> _WORK INSTRUCTION_: Retype the data in its entirety, with no word changed.

Dataset entries
····················
use std::path::Path;
use tracing::debug;

pub const SERVICE_ACCOUNT_NAMESPACE_FILE: &str =
    "/var/run/secrets/kubernetes.io/serviceaccount/namespace";
pub const DEFAULT_NAMESPACE: &str = "default";

const NAMESPACE_ENV_VARS: [&str; 2] = ["ATOMIST_POD_NAMESPACE", "ATOMIST_DEPLOYMENT_NAMESPACE"];

/// Namespace this process operates in: environment, then the mounted
/// service-account file, then `default`.
pub async fn read_namespace() -> String {
    let env: Vec<Option<String>> = NAMESPACE_ENV_VARS
        .iter()
        .map(|name| std::env::var(name).ok())
        .collect();
    resolve_namespace(&env, Path::new(SERVICE_ACCOUNT_NAMESPACE_FILE)).await
}

pub async fn resolve_namespace(env: &[Option<String>], service_account_file: &Path) -> String {
    if let Some(ns) = env
        .iter()
        .flatten()
        .map(|ns| ns.trim())
        .find(|ns| !ns.is_empty())
    {
        return ns.to_string();
    }

    match tokio::fs::read_to_string(service_account_file).await {
        Ok(contents) if !contents.trim().is_empty() => contents.trim().to_string(),
        Ok(_) => DEFAULT_NAMESPACE.to_string(),
        Err(e) => {
            debug!(
                "Service account namespace file {} unreadable ({}), using '{}'",
                service_account_file.display(),
                e,
                DEFAULT_NAMESPACE
            );
            DEFAULT_NAMESPACE.to_string()
        }
    }
}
····················
> _SOLUTION FOR THIS EXERCISE_:
use std::path::Path;
use tracing::debug;

pub const SERVICE_ACCOUNT_NAMESPACE_FILE: &str =
    "/var/run/secrets/kubernetes.io/serviceaccount/namespace";
pub const DEFAULT_NAMESPACE: &str = "default";

const NAMESPACE_ENV_VARS: [&str; 2] = ["ATOMIST_POD_NAMESPACE", "ATOMIST_DEPLOYMENT_NAMESPACE"];

/// Namespace this process operates in: environment, then the mounted
/// service-account file, then `default`.
pub async fn read_namespace() -> String {
    let env: Vec<Option<String>> = NAMESPACE_ENV_VARS
        .iter()
        .map(|name| std::env::var(name).ok())
        .collect();
    resolve_namespace(&env, Path::new(SERVICE_ACCOUNT_NAMESPACE_FILE)).await
}

pub async fn resolve_namespace(env: &[Option<String>], service_account_file: &Path) -> String {
    if let Some(ns) = env
        .iter()
        .flatten()
        .map(|ns| ns.trim())
        .find(|ns| !ns.is_empty())
    {
        return ns.to_string();
    }

    match tokio::fs::read_to_string(service_account_file).await {
        Ok(contents) if !contents.trim().is_empty() => contents.trim().to_string(),
        Ok(_) => DEFAULT_NAMESPACE.to_string(),
        Err(e) => {
            debug!(
                "Service account namespace file {} unreadable ({}), using '{}'",
                service_account_file.display(),
                e,
                DEFAULT_NAMESPACE
            );
            DEFAULT_NAMESPACE.to_string()
        }
    }
}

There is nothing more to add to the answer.